Корпус «Американки» напоминал большой квадратный стакан из красного кирпича. Огромные стеклянные окна с первого по третий этаж находились напротив друг друга. По периметру трех этажей выступал металлический балкон с перилами. По центру тюрьмы с первого этажа шла широкая чугунная лестница. На каждом этаже находилось порядка 30 камер, в которых шла своя уголовная жизнь.
Кабинет «кума», как называли «урки», начальника оперативной службы тюрьмы, располагался на первом этаже. Идущий впереди охранник, открыл двери в кабинет и доложил по уставу:
— Товарищ майор, заключенный Фескин, по вашему приказанию доставлен!
— Давай сержант, заводи нового положенца, — сказал майор. — Хочу на нового пахана взглянуть. Цвет блатного мира, мать его…
— Вперед! — скомандовал вертухай, толкнув Фиксу в спину.
— Ну что, Фескин Саша-Ферзь, проходи, присаживайс, — сказал майор и указал на стул, прикрученный шурупами к полу.
Фескин, сев на стул, закинул ногу на ногу. Его растоптанные ботинки без шнурков вывалили свои языки, обнажив голые, без носков ноги. На правой ноге, на косточке красовалась татуировка паука, что говорило о его принадлежности к воровской, то бишь блатной масти.
— Что, начальник, надо!? — нагло спросил Фескин.
— Я слышал, ты сегодня в паханы произведен!? — спросил кум, присаживаясь за стол напротив Фескина.
— А че, вам в падлу мое положение? Решил, начальник, с первого дня меня под пресс? Да я плевать хотел на твой пресс! Я выбрал свою каторжанскую долю, вот и буду тянуть срок, как путевому пацану полагается, — сказал Фикса, почесывая под мышкой укусы клопов и бельевых вшей, кишащих в одежде арестантов.
Майор улыбнулся и, открыв стол, достал пачку папирос, кинув их перед арестованным.
— Закуривай!
Фескин взял пачку и, вытащив папиросу, дунул в гильзу со свистом, затем сжал её зубами и прикурил. Несколько раз он языком перевел папиросу из одного уголка рта в другой, стараясь этим показать свой гонор.
Майор улыбнулся и сказал:
— Ты, себя в зеркало видел? Что ты тут куражишься передо мной, словно вошь лобковая на гребешке? Я тебе что, фраер дешевый!? — спросил майор, видя как Фескин, изгаляется перед ним.
— А че!?
— А не че! Хер тебе через плечо!
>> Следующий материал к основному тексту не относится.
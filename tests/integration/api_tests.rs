//! API integration tests for the image endpoints.
//!
//! Tests verify:
//! - Upload, show, list/search and delete round trips
//! - Validation failures (422) and their error bodies
//! - Not-found handling for show and delete
//! - Newest-first ordering

use axum::body::Body;
use axum::http::{Request, StatusCode};

use image_vault::images::MAX_IMAGE_BYTES;

use super::test_utils::{
    create_test_jpeg, create_test_png, delete, get, padded_jpeg, post_multipart, MultipartBuilder,
    TestApp, AUTH_HEADER, TEST_SECRET,
};

fn titles(json: &serde_json::Value) -> Vec<&str> {
    json.as_array()
        .unwrap()
        .iter()
        .map(|r| r["title"].as_str().unwrap())
        .collect()
}

// =============================================================================
// Create
// =============================================================================

#[tokio::test]
async fn test_create_and_show() {
    let app = TestApp::new();

    let created = app.create("Sunset").await;
    assert_eq!(created["title"], "Sunset");
    assert!(created["id"].as_i64().unwrap() > 0);
    assert_eq!(created["created_at"], created["updated_at"]);

    let file_path = created["file_path"].as_str().unwrap();
    assert!(file_path.starts_with("images/"));
    assert!(file_path.ends_with(".jpg"));
    assert!(app.blobs.contains(file_path).await);

    let (status, shown) = app
        .send(get(&format!("/products/{}", created["id"])))
        .await;
    assert_eq!(status, StatusCode::OK);
    assert_eq!(shown, created);
}

#[tokio::test]
async fn test_create_stores_uploaded_bytes() {
    let app = TestApp::new();
    let png = create_test_png(4, 4);

    let body = MultipartBuilder::new()
        .text("title", "Tiny")
        .file("image", "tiny.png", "image/png", &png)
        .build();
    let (status, created) = app.send(post_multipart("/products", body)).await;
    assert_eq!(status, StatusCode::CREATED);

    let file_path = created["file_path"].as_str().unwrap();
    assert!(file_path.ends_with(".png"));
    assert_eq!(app.blobs.get(file_path).await.unwrap().as_ref(), &png[..]);
}

#[tokio::test]
async fn test_create_stores_detected_content_type() {
    let app = TestApp::new();

    // Client-declared type is ignored in favour of the detected one
    let body = MultipartBuilder::new()
        .text("title", "Typed")
        .file("image", "photo.bin", "application/octet-stream", &create_test_jpeg(8, 8))
        .build();
    let (status, created) = app.send(post_multipart("/products", body)).await;
    assert_eq!(status, StatusCode::CREATED);

    let file_path = created["file_path"].as_str().unwrap();
    assert_eq!(
        app.blobs.content_type(file_path).await.as_deref(),
        Some("image/jpeg")
    );
}

#[tokio::test]
async fn test_create_extension_follows_content_not_file_name() {
    let app = TestApp::new();

    let body = MultipartBuilder::new()
        .text("title", "Mislabelled")
        .file("image", "photo.gif", "image/gif", &create_test_png(4, 4))
        .build();
    let (status, created) = app.send(post_multipart("/products", body)).await;
    assert_eq!(status, StatusCode::CREATED);
    assert!(created["file_path"].as_str().unwrap().ends_with(".png"));
}

#[tokio::test]
async fn test_create_trims_title() {
    let app = TestApp::new();
    let created = app.create("  Harbour  ").await;
    assert_eq!(created["title"], "Harbour");
}

#[tokio::test]
async fn test_create_ignores_unknown_fields() {
    let app = TestApp::new();

    let body = MultipartBuilder::new()
        .text("description", "not a field")
        .text("title", "Lake")
        .file("image", "a.jpg", "image/jpeg", &create_test_jpeg(8, 8))
        .build();
    let (status, created) = app.send(post_multipart("/products", body)).await;
    assert_eq!(status, StatusCode::CREATED);
    assert_eq!(created["title"], "Lake");
}

// =============================================================================
// Validation
// =============================================================================

#[tokio::test]
async fn test_create_empty_title_rejected() {
    let app = TestApp::new();

    let body = MultipartBuilder::new()
        .text("title", "")
        .file("image", "a.jpg", "image/jpeg", &create_test_jpeg(8, 8))
        .build();
    let (status, json) = app.send(post_multipart("/products", body)).await;

    assert_eq!(status, StatusCode::UNPROCESSABLE_ENTITY);
    assert_eq!(json["message"], "The title field is required.");
    assert_eq!(json["errors"]["title"][0], "The title field is required.");
    assert!(json["errors"].get("image").is_none());

    assert_eq!(app.record_count().await, 0);
    assert_eq!(app.blobs.count().await, 0);
}

#[tokio::test]
async fn test_create_non_utf8_title_rejected() {
    let app = TestApp::new();

    let body = MultipartBuilder::new()
        .text_bytes("title", &[0xFF, 0xFE, 0x41])
        .file("image", "a.jpg", "image/jpeg", &create_test_jpeg(8, 8))
        .build();
    let (status, json) = app.send(post_multipart("/products", body)).await;

    assert_eq!(status, StatusCode::UNPROCESSABLE_ENTITY);
    assert_eq!(json["errors"]["title"][0], "The title field must be a string.");
    assert!(json["errors"].get("image").is_none());

    assert_eq!(app.record_count().await, 0);
    assert_eq!(app.blobs.count().await, 0);
}

#[tokio::test]
async fn test_create_title_too_long_rejected() {
    let app = TestApp::new();

    let body = MultipartBuilder::new()
        .text("title", &"a".repeat(256))
        .file("image", "a.jpg", "image/jpeg", &create_test_jpeg(8, 8))
        .build();
    let (status, json) = app.send(post_multipart("/products", body)).await;

    assert_eq!(status, StatusCode::UNPROCESSABLE_ENTITY);
    assert_eq!(
        json["errors"]["title"][0],
        "The title field must not be greater than 255 characters."
    );
}

#[tokio::test]
async fn test_create_title_at_limit_accepted() {
    let app = TestApp::new();
    // 255 multi-byte characters count as 255, not as their byte length
    let title = "é".repeat(255);
    let created = app.create(&title).await;
    assert_eq!(created["title"].as_str().unwrap().chars().count(), 255);
}

#[tokio::test]
async fn test_create_non_image_rejected() {
    let app = TestApp::new();

    let body = MultipartBuilder::new()
        .text("title", "Notes")
        .file("image", "notes.jpg", "image/jpeg", b"just some text, not pixels")
        .build();
    let (status, json) = app.send(post_multipart("/products", body)).await;

    assert_eq!(status, StatusCode::UNPROCESSABLE_ENTITY);
    assert_eq!(json["errors"]["image"][0], "The image field must be an image.");
    assert_eq!(app.blobs.count().await, 0);
}

#[tokio::test]
async fn test_create_image_as_text_field_rejected() {
    let app = TestApp::new();

    let body = MultipartBuilder::new()
        .text("title", "Text")
        .text("image", "not a file")
        .build();
    let (status, json) = app.send(post_multipart("/products", body)).await;

    assert_eq!(status, StatusCode::UNPROCESSABLE_ENTITY);
    assert_eq!(json["errors"]["image"][0], "The image field must be an image.");
}

#[tokio::test]
async fn test_create_oversized_image_rejected() {
    let app = TestApp::new();

    let body = MultipartBuilder::new()
        .text("title", "Huge")
        .file("image", "huge.jpg", "image/jpeg", &padded_jpeg(MAX_IMAGE_BYTES + 1))
        .build();
    let (status, json) = app.send(post_multipart("/products", body)).await;

    assert_eq!(status, StatusCode::UNPROCESSABLE_ENTITY);
    assert_eq!(
        json["errors"]["image"][0],
        "The image field must not be greater than 2048 kilobytes."
    );
    assert_eq!(app.record_count().await, 0);
}

#[tokio::test]
async fn test_create_image_at_size_limit_accepted() {
    let app = TestApp::new();

    let body = MultipartBuilder::new()
        .text("title", "Exactly")
        .file("image", "max.jpg", "image/jpeg", &padded_jpeg(MAX_IMAGE_BYTES))
        .build();
    let (status, _) = app.send(post_multipart("/products", body)).await;
    assert_eq!(status, StatusCode::CREATED);
}

#[tokio::test]
async fn test_create_missing_fields_lists_both() {
    let app = TestApp::new();

    let body = MultipartBuilder::new().build();
    let (status, json) = app.send(post_multipart("/products", body)).await;

    assert_eq!(status, StatusCode::UNPROCESSABLE_ENTITY);
    assert_eq!(
        json["message"],
        "The title field is required. (and 1 more error)"
    );
    assert_eq!(json["errors"]["title"][0], "The title field is required.");
    assert_eq!(json["errors"]["image"][0], "The image field is required.");
}

#[tokio::test]
async fn test_create_non_multipart_validated_as_empty_form() {
    let app = TestApp::new();

    let request = Request::builder()
        .method("POST")
        .uri("/products")
        .header(AUTH_HEADER, TEST_SECRET)
        .header("content-type", "application/json")
        .body(Body::from(r#"{"title": "Sunset"}"#))
        .unwrap();
    let (status, json) = app.send(request).await;

    assert_eq!(status, StatusCode::UNPROCESSABLE_ENTITY);
    assert!(json["errors"].get("title").is_some());
    assert!(json["errors"].get("image").is_some());
}

#[tokio::test]
async fn test_create_malformed_multipart_rejected() {
    let app = TestApp::new();

    // Opening boundary with no terminating boundary
    let body = b"--image-vault-test-boundary\r\nContent-Disposition: form-data; name=\"title\"\r\n\r\nunterminated".to_vec();
    let (status, json) = app.send(post_multipart("/products", body)).await;

    assert_eq!(status, StatusCode::BAD_REQUEST);
    assert!(json["message"].is_string());
    assert_eq!(app.record_count().await, 0);
}

// =============================================================================
// Show
// =============================================================================

#[tokio::test]
async fn test_show_missing_returns_404() {
    let app = TestApp::new();

    let (status, json) = app.send(get("/products/999999")).await;
    assert_eq!(status, StatusCode::NOT_FOUND);
    assert_eq!(json["message"], "No image found with id 999999.");
}

#[tokio::test]
async fn test_show_non_numeric_id_returns_404() {
    let app = TestApp::new();

    let (status, _) = app.send(get("/products/sunset")).await;
    assert_eq!(status, StatusCode::NOT_FOUND);
}

// =============================================================================
// List and Search
// =============================================================================

#[tokio::test]
async fn test_list_empty() {
    let app = TestApp::new();

    let (status, json) = app.send(get("/products")).await;
    assert_eq!(status, StatusCode::OK);
    assert_eq!(json, serde_json::json!([]));
}

#[tokio::test]
async fn test_list_newest_first() {
    let app = TestApp::new();
    app.create("A").await;
    app.create("B").await;
    app.create("C").await;

    let (status, json) = app.send(get("/products")).await;
    assert_eq!(status, StatusCode::OK);
    assert_eq!(titles(&json), vec!["C", "B", "A"]);
}

#[tokio::test]
async fn test_search_filters_by_title_substring() {
    let app = TestApp::new();
    app.create("Sunset").await;
    app.create("Moonlight").await;

    let (status, json) = app.send(get("/products?search=Sun")).await;
    assert_eq!(status, StatusCode::OK);
    assert_eq!(titles(&json), vec!["Sunset"]);

    // Substring anywhere in the title
    let (_, json) = app.send(get("/products?search=light")).await;
    assert_eq!(titles(&json), vec!["Moonlight"]);
}

#[tokio::test]
async fn test_search_is_case_sensitive() {
    let app = TestApp::new();
    app.create("Sunset").await;

    let (_, json) = app.send(get("/products?search=sun")).await;
    assert_eq!(json, serde_json::json!([]));
}

#[tokio::test]
async fn test_search_empty_matches_all() {
    let app = TestApp::new();
    app.create("Sunset").await;
    app.create("Moonlight").await;

    let (_, json) = app.send(get("/products?search=")).await;
    assert_eq!(titles(&json), vec!["Moonlight", "Sunset"]);
}

#[tokio::test]
async fn test_search_no_match_returns_empty_array() {
    let app = TestApp::new();
    app.create("Sunset").await;

    let (status, json) = app.send(get("/products?search=Mountain")).await;
    assert_eq!(status, StatusCode::OK);
    assert_eq!(json, serde_json::json!([]));
}

#[tokio::test]
async fn test_search_percent_encoded() {
    let app = TestApp::new();
    app.create("Red Sunset").await;
    app.create("Sunrise").await;

    let (_, json) = app.send(get("/products?search=Red%20Sun")).await;
    assert_eq!(titles(&json), vec!["Red Sunset"]);
}

// =============================================================================
// Delete
// =============================================================================

#[tokio::test]
async fn test_delete_removes_record_and_blob() {
    let app = TestApp::new();
    let created = app.create("Sunset").await;
    let id = created["id"].as_i64().unwrap();
    let file_path = created["file_path"].as_str().unwrap();

    let (status, json) = app.send(delete(&format!("/products/{}", id))).await;
    assert_eq!(status, StatusCode::OK);
    assert_eq!(json, serde_json::json!({"message": "Image deleted successfully."}));

    let (status, _) = app.send(get(&format!("/products/{}", id))).await;
    assert_eq!(status, StatusCode::NOT_FOUND);
    assert!(!app.blobs.contains(file_path).await);
    assert_eq!(app.record_count().await, 0);
}

#[tokio::test]
async fn test_delete_missing_returns_404() {
    let app = TestApp::new();

    let (status, json) = app.send(delete("/products/999999")).await;
    assert_eq!(status, StatusCode::NOT_FOUND);
    assert_eq!(json["message"], "No image found with id 999999.");
}

#[tokio::test]
async fn test_delete_twice_second_is_404() {
    let app = TestApp::new();
    let created = app.create("Once").await;
    let uri = format!("/products/{}", created["id"]);

    let (status, _) = app.send(delete(&uri)).await;
    assert_eq!(status, StatusCode::OK);

    let (status, _) = app.send(delete(&uri)).await;
    assert_eq!(status, StatusCode::NOT_FOUND);
}

#[tokio::test]
async fn test_delete_leaves_other_records() {
    let app = TestApp::new();
    let keep = app.create("Keep").await;
    let drop = app.create("Drop").await;

    let (status, _) = app
        .send(delete(&format!("/products/{}", drop["id"])))
        .await;
    assert_eq!(status, StatusCode::OK);

    let (_, json) = app.send(get("/products")).await;
    assert_eq!(titles(&json), vec!["Keep"]);
    assert!(app.blobs.contains(keep["file_path"].as_str().unwrap()).await);
}

#[tokio::test]
async fn test_ids_not_reused_after_delete() {
    let app = TestApp::new();
    let first = app.create("First").await;
    app.send(delete(&format!("/products/{}", first["id"]))).await;

    let second = app.create("Second").await;
    assert!(second["id"].as_i64().unwrap() > first["id"].as_i64().unwrap());
}

// =============================================================================
// Routing
// =============================================================================

#[tokio::test]
async fn test_unsupported_method_returns_405() {
    let app = TestApp::new();

    let request = Request::builder()
        .method("PUT")
        .uri("/products/1")
        .header(AUTH_HEADER, TEST_SECRET)
        .body(Body::empty())
        .unwrap();
    let response_status = app.send(request).await.0;
    assert_eq!(response_status, StatusCode::METHOD_NOT_ALLOWED);
}

#[tokio::test]
async fn test_health_check() {
    let app = TestApp::new();

    let request = Request::builder()
        .uri("/health")
        .body(Body::empty())
        .unwrap();
    let (status, json) = app.send(request).await;

    assert_eq!(status, StatusCode::OK);
    assert_eq!(json["status"], "healthy");
    assert!(json["version"].is_string());
}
Ты, сопляк, когда еще мамкину юбку держал своей ручкой, я уже банду братьев Левшовых громил… Мне базарить
— Обоснуй начальник! А то я сейчас….
— Ты, сейчас можешь угодить только в БУР. Посидишь на киче, на воде и хлебе, вот тогда и поймешь, что с кумом дружить нужно, а не лаяться. Я чул, что тебя Залепа сделал паханом?
— Было! — коротко ответил Фескин.
— А ты, знаешь, что все положенцы с нами дружат?
— Ты, че начальник, туфту гонишь? Я в твои байки не верю! Чтобы блатные на кума шпилили, да мусорам стучали, как суки лагерные? Че-то тут ты, фуфлишь, — сказал Фескин, пыхтя папиросой.
— Тебя стучать никто не заставляет, у нас своих стукачей хватает, а вот махновщину пресекать, это уже браток твоя забота. Сам Залепа тебе зеленую дал… Так вот и уважь вора, делай то, что он просит. Мужика не гнобить, поборами не заниматься. Петухов не обижать. Да и с суками на ножах не сходиться… А то и они могут пырнуть в бане в кадык, как ты Синего, хрен оклемаешься. Что думаешь, я не знаю, кто ему заточку в глотку воткнул?
«Синий, сука продал», — подумал Фескин и тут же сказал. — А не хрен было ему мою матушку вспоминать! Вот и нарвался сука на заточку…
— Не в Синем дело, Фикса! Ты теперь преемник вора на «Американке», теперь тебе суждено рамсить с босотой. Я не хочу, чтобы тебя в зоне на заточки подняли за махновщину…
На какое-то время Ферзь задумался. В словах мусора была заложена истина, от которой ему самому уйти было невозможно. Не смотря на свои восемнадцать лет, он уже имел положение в тюремной иерархии, что давало ему перспективы карьерного роста в настоящие воры в законе.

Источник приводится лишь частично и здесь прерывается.